For growers, shippers, and suppliers, this means success increasingly depends on helping retailers simplify operations, reduce risk, and improve velocity, not just deliver volume.
The Bottom Line
IFPA's 2025 data makes one thing clear: produce is not broken—but the old growth model is. The department remains essential, profitable, and strategically important. However, future gains will come not from more space or higher prices, but from discipline, precision, and operational excellence. Retailers that adapt to this new reality will protect produce's role as a traffic and profit driver; those that don't will find growth increasingly elusive.

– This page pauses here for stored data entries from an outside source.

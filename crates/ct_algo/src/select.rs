//! Capped top-N selection (deterministic; integers only; no RNG).
//!
//! Contract:
//! - Rank the pool by score, highest first. The sort is stable, so equal
//!   scores keep pool order; no further tie-break applies.
//! - Walk the ranking, accepting contributors until `team_size` are chosen.
//! - At most `top_grade_cap` accepted contributors may sit at `high_grade`.
//!   Once that cap is full, later top-grade entries are passed over while
//!   lower grades keep filling open slots.
//! - The sum is the exact integer sum of the accepted scores.

use alloc::vec::Vec;

use ct_core::{Grade, Params};

use crate::pool::Contributor;

/// Selected team for one subject.
#[derive(Clone, Debug, Default, Eq, PartialEq)]
pub struct Selection {
    /// Accepted contributors in ranking order.
    pub contributors: Vec<Contributor>,
    /// Sum of the accepted scores.
    pub sum: i64,
}

impl Selection {
    #[inline]
    pub fn len(&self) -> usize { self.contributors.len() }

    #[inline]
    pub fn is_empty(&self) -> bool { self.contributors.is_empty() }

    /// Number of accepted contributors at `grade`.
    pub fn count_at_grade(&self, grade: Grade) -> usize {
        self.contributors.iter().filter(|c| c.grade() == grade).count()
    }
}

/// Rank `pool` and select the team under the top-grade cap.
pub fn select_top(mut pool: Vec<Contributor>, high_grade: Grade, params: &Params) -> Selection {
    let team_size = usize::from(params.team_size);
    let cap = usize::from(params.top_grade_cap);

    // Stable: equal scores keep their pool order.
    pool.sort_by(|a, b| b.score().cmp(&a.score()));

    let mut contributors: Vec<Contributor> = Vec::with_capacity(team_size.min(pool.len()));
    let mut in_high_grade = 0usize;

    for c in pool {
        if contributors.len() >= team_size {
            break;
        }
        if c.grade() == high_grade {
            if in_high_grade < cap {
                in_high_grade += 1;
                contributors.push(c);
            }
        } else {
            contributors.push(c);
        }
    }

    let sum = contributors
        .iter()
        .map(|c| i64::from(c.score().value()))
        .sum();

    Selection { contributors, sum }
}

2025 Produce Supermarket Benchmarks: Detailed Data
The produce department remains a critical profit contributor, but future gains will depend on improving productivity, controlling shrink and labor, and driving stronger share-of-basket performance—not expanding space.
National Average (2025)
- Average produce sales per store: $1,119,073
- Growth over prior year: 3.3%
- Produce sales as % of edible store sales: 10%
- Average square feet: 6,505
- Sales per square foot: $172
- Average produce price per item: $2.80
- Average spend per trip: $9.13
- Gross margin: 39%
- Labor % of sales: 8%
- Shrink: 6%
- Contribution estimate (% of sales)*: 25%
*Computed as gross margin minus labor costs minus produce shrink. Data from Circana.
Regional Performance
California
- Average annual produce sales per store: $1,587,298.77
- Growth over prior year: 0.8%
- Average dollars per item: $3.00
- Units per Store % Change: -0.3%
Great Lakes
- Average annual produce sales per store: $1,003,649.47
- Growth over prior year: 3.2%
- Average dollars per item: $2.67
- Units per Store % Change: 1.3%
Mid South
- Average annual produce sales per store: $974,148.39
- Growth over prior year: 5.8%
- Average dollars per item: $2.79
- Units per Store % Change: 4.4%
Northeast
- Average annual produce sales per store: $1,196,408.32
- Growth over prior year: 7.1%
- Average dollars per item: $3.02
- Units per Store % Change: 7.2%
Plains
- Average annual produce sales per store: $966,106.25
- Growth over prior year: 4.4%
- Average dollars per item: $2.80
- Units per Store % Change: 2.0%
South Central
- Average annual produce sales per store: $740,257.75
- Growth over prior year: 2.2%
- Average dollars per item: $2.43
- Units per Store % Change: 0.9%
Southeast
- Average annual produce sales per store: $1,106,772.49
- Growth over prior year: 0.6%
- Average dollars per item: $2.86
- Units per Store % Change: -1.1%
West
- Average annual produce sales per store: $1,741,114.85
- Growth over prior year: 3.9%
- Average dollars per item: $2.76
- Units per Store % Change: 2.8%
Methodology To help you benchmark your supermarket produce department, IFPA obtains information from Circana's point of sale data as well as sends a survey to produce buyers each year. The results are aggregated and reported to our members to help them determine the health of their supermarket produce department. In 2026, 22 supermarkets, representing over 19,000 stores responded to our survey.
Glossary
- Average produce transaction: Measures the average dollar amount each shopper spends on produce per trip to the supermarket.
- Gross margin %: Measures the percent of each sales dollar that is required to cover the cost of produce products sold.
- Store Labor %: Measures the percentage of each sales dollar that is required to cover the cost of store labor.